Supposedly the market will introduce fees which will curtail spam.  The problem is that there is no real market force to increase fees that I can see.  There is no personal incentive for a given node to charge fees because they only stand to miss out on the fee's that fall below their fee threshold.

It's a "tragedy of the commons". Sure it would benefit the community as a whole to charge fee's, but who's gonna be the first one to increase their fee when they only stand lose potential fee income by doing that.

There are two things that are going to drive fees in the future even if that isn't an issue at the moment:  CPU bandwidth and disk storage costs.

Simply put, running your computer is going to cost you money, as will storing all of the data.  Eventually there will be people dropping out of the mining business because the chance of getting a block is going to be very low.  I think this is happening even now.

One thing that might induce more people to jump back in is to start demanding fees for transactions, and for that matter all transactions.  It is something I'd love to see put into the current client sooner than later, where each person could start demanding fees for transactions.  Satoshi is trying to put forward an idea of some "charity" transaction where at least a few "free" transactions get put in every once in awhile, but presumably there will eventually be a huge backlog on such transactions.

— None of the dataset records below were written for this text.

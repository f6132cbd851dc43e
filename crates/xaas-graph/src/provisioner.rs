//! Boundary to the external provisioning engine.
//!
//! The orchestrator never creates anything itself: it hands each
//! [`Declaration`] to a [`Provisioner`] and receives a [`ResourceHandle`]
//! whose attributes resolve later. [`RecordingProvisioner`] is the
//! in-memory implementation used for planning, synthesis, and tests.

use std::collections::{BTreeMap, BTreeSet, HashMap};

use serde::Serialize;
use xaas_common::error::{Result, XaasError};
use xaas_common::types::ResourceName;

use crate::graph::DependencyGraph;
use crate::kind::ResourceKind;
use crate::output::{Input, Output, Urn};

/// Handle to a declared resource.
///
/// Cheap to clone. Attribute accessors return lazy [`Output`]s; nothing
/// here ever reads a resolved value.
#[derive(Debug, Clone, PartialEq, Eq, PartialOrd, Ord, Hash, Serialize)]
pub struct ResourceHandle {
    urn: Urn,
}

impl ResourceHandle {
    /// Wraps an address.
    #[must_use]
    pub const fn new(urn: Urn) -> Self {
        Self { urn }
    }

    /// Address of the resource.
    #[must_use]
    pub const fn urn(&self) -> &Urn {
        &self.urn
    }

    /// Kind of the resource.
    #[must_use]
    pub const fn kind(&self) -> ResourceKind {
        self.urn.kind
    }

    /// Logical name of the resource.
    #[must_use]
    pub const fn name(&self) -> &ResourceName {
        &self.urn.name
    }

    /// Lazy reference to `attribute` of this resource.
    #[must_use]
    pub fn attr(&self, attribute: &str) -> Output {
        Output::attribute(self.urn.clone(), attribute)
    }

    /// Lazy provider-assigned identifier.
    #[must_use]
    pub fn id(&self) -> Output {
        self.attr("id")
    }

    /// Lazy ARN.
    #[must_use]
    pub fn arn(&self) -> Output {
        self.attr("arn")
    }
}

/// A request to declare one resource.
#[derive(Debug, Clone, PartialEq, Serialize)]
pub struct Declaration {
    /// Resource kind.
    pub kind: ResourceKind,
    /// Logical name, unique within the kind.
    pub name: ResourceName,
    /// Resource arguments.
    pub args: BTreeMap<String, Input>,
    /// Explicit dependencies beyond those implied by `args`.
    pub depends_on: Vec<Urn>,
}

impl Declaration {
    /// Starts a declaration with no arguments.
    #[must_use]
    pub const fn new(kind: ResourceKind, name: ResourceName) -> Self {
        Self {
            kind,
            name,
            args: BTreeMap::new(),
            depends_on: Vec::new(),
        }
    }

    /// Adds an argument.
    #[must_use]
    pub fn arg(mut self, key: impl Into<String>, value: impl Into<Input>) -> Self {
        let _ = self.args.insert(key.into(), value.into());
        self
    }

    /// Adds explicit dependencies.
    #[must_use]
    pub fn depends_on<'a>(mut self, handles: impl IntoIterator<Item = &'a ResourceHandle>) -> Self {
        self.depends_on
            .extend(handles.into_iter().map(|h| h.urn().clone()));
        self
    }

    /// Address this declaration will occupy.
    #[must_use]
    pub fn urn(&self) -> Urn {
        Urn::new(self.kind, self.name.clone())
    }

    /// Explicit and argument-implied dependencies, deduplicated.
    #[must_use]
    pub fn dependencies(&self) -> BTreeSet<&Urn> {
        let mut deps: BTreeSet<&Urn> = self.depends_on.iter().collect();
        for input in self.args.values() {
            deps.extend(input.references());
        }
        deps
    }
}

/// The provisioning API consumed by graph construction.
pub trait Provisioner {
    /// Declares a resource and returns its handle immediately.
    ///
    /// # Errors
    ///
    /// Returns [`XaasError::ResourceCreation`] if the declaration is
    /// rejected.
    fn declare(&mut self, declaration: Declaration) -> Result<ResourceHandle>;

    /// Publishes a named stack output.
    ///
    /// # Errors
    ///
    /// Returns [`XaasError::ResourceCreation`] if the export is rejected.
    fn export(&mut self, name: &str, value: Output) -> Result<()>;
}

/// In-memory provisioner that validates and records declarations.
///
/// Rejects duplicate addresses and references to undeclared resources,
/// builds the dependency graph, and resolves attributes the way a mock
/// provisioning engine would: `id` is `<name>_id`, `arn` is
/// `arn:aws:<service>:::<name>`, a gateway `url` is
/// `https://<name>_id.execute-api.localhost/stage/`, and any other
/// attribute is the logical name or a matching literal argument.
#[derive(Debug, Default)]
pub struct RecordingProvisioner {
    declarations: Vec<Declaration>,
    index: HashMap<Urn, usize>,
    graph: DependencyGraph,
    exports: BTreeMap<String, Output>,
    fail_on: Option<ResourceKind>,
}

impl RecordingProvisioner {
    /// Creates an empty provisioner.
    #[must_use]
    pub fn new() -> Self {
        Self::default()
    }

    /// Creates a provisioner that rejects every declaration of `kind`.
    #[must_use]
    pub fn failing_on(kind: ResourceKind) -> Self {
        Self {
            fail_on: Some(kind),
            ..Self::default()
        }
    }

    /// All accepted declarations, in declaration order.
    #[must_use]
    pub fn declarations(&self) -> &[Declaration] {
        &self.declarations
    }

    /// Looks up an accepted declaration.
    #[must_use]
    pub fn get(&self, urn: &Urn) -> Option<&Declaration> {
        self.index.get(urn).map(|&i| &self.declarations[i])
    }

    /// Declarations of one kind, in declaration order.
    pub fn of_kind(&self, kind: ResourceKind) -> impl Iterator<Item = &Declaration> {
        self.declarations.iter().filter(move |d| d.kind == kind)
    }

    /// The dependency graph built so far.
    #[must_use]
    pub const fn graph(&self) -> &DependencyGraph {
        &self.graph
    }

    /// Published outputs.
    #[must_use]
    pub const fn exports(&self) -> &BTreeMap<String, Output> {
        &self.exports
    }

    /// Resolves an attribute of a declared resource.
    #[must_use]
    pub fn attribute(&self, urn: &Urn, attribute: &str) -> Option<String> {
        let declaration = self.get(urn)?;
        let name = declaration.name.as_str();
        match attribute {
            "id" => Some(format!("{name}_id")),
            "arn" => Some(format!("arn:aws:{}:::{name}", urn.kind.service())),
            "url" if urn.kind == ResourceKind::RestApi => {
                Some(format!("https://{name}_id.execute-api.localhost/stage/"))
            }
            other => match declaration.args.get(other) {
                Some(input) => input.as_str().map(str::to_string),
                None => Some(name.to_string()),
            },
        }
    }

    /// Resolves an output against the recorded declarations.
    #[must_use]
    pub fn resolve(&self, output: &Output) -> Option<String> {
        output.resolve(&|urn: &Urn, attr: &str| self.attribute(urn, attr))
    }

    fn reject(declaration: &Declaration, message: impl Into<String>) -> XaasError {
        XaasError::ResourceCreation {
            kind: declaration.kind.to_string(),
            name: declaration.name.to_string(),
            message: message.into(),
        }
    }
}

impl Provisioner for RecordingProvisioner {
    fn declare(&mut self, declaration: Declaration) -> Result<ResourceHandle> {
        if self.fail_on == Some(declaration.kind) {
            return Err(Self::reject(&declaration, "rejected by provisioner"));
        }
        let urn = declaration.urn();
        if self.index.contains_key(&urn) {
            return Err(Self::reject(&declaration, "a resource with this name already exists"));
        }
        let deps: Vec<Urn> = declaration.dependencies().into_iter().cloned().collect();
        if let Some(missing) = deps.iter().find(|d| !self.index.contains_key(*d)) {
            return Err(Self::reject(
                &declaration,
                format!("depends on undeclared resource {missing}"),
            ));
        }

        let _ = self.graph.add_resource(urn.clone());
        for dep in &deps {
            self.graph.add_dependency(&urn, dep);
        }
        tracing::debug!(urn = %urn, deps = deps.len(), "resource declared");

        let _ = self.index.insert(urn.clone(), self.declarations.len());
        self.declarations.push(declaration);
        Ok(ResourceHandle::new(urn))
    }

    fn export(&mut self, name: &str, value: Output) -> Result<()> {
        if let Some(missing) = value.references().into_iter().find(|u| !self.index.contains_key(*u)) {
            return Err(XaasError::ResourceCreation {
                kind: "export".into(),
                name: name.to_string(),
                message: format!("references undeclared resource {missing}"),
            });
        }
        let _ = self.exports.insert(name.to_string(), value);
        Ok(())
    }
}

It mainly is a matter of putting this into the interface where people can start selecting a fee they are expecting.  I realize that there are some who have suggested any sort of transaction with even the smallest fee will be accepted, but I am suggesting that eventually those who are accepting the smaller transactions will likely be "driven from the marketplace" when the number of transactions starts to be very large.  At the moment the issue is mainly that the number of transactions per block is quite small and therefore including any transaction at all is useful.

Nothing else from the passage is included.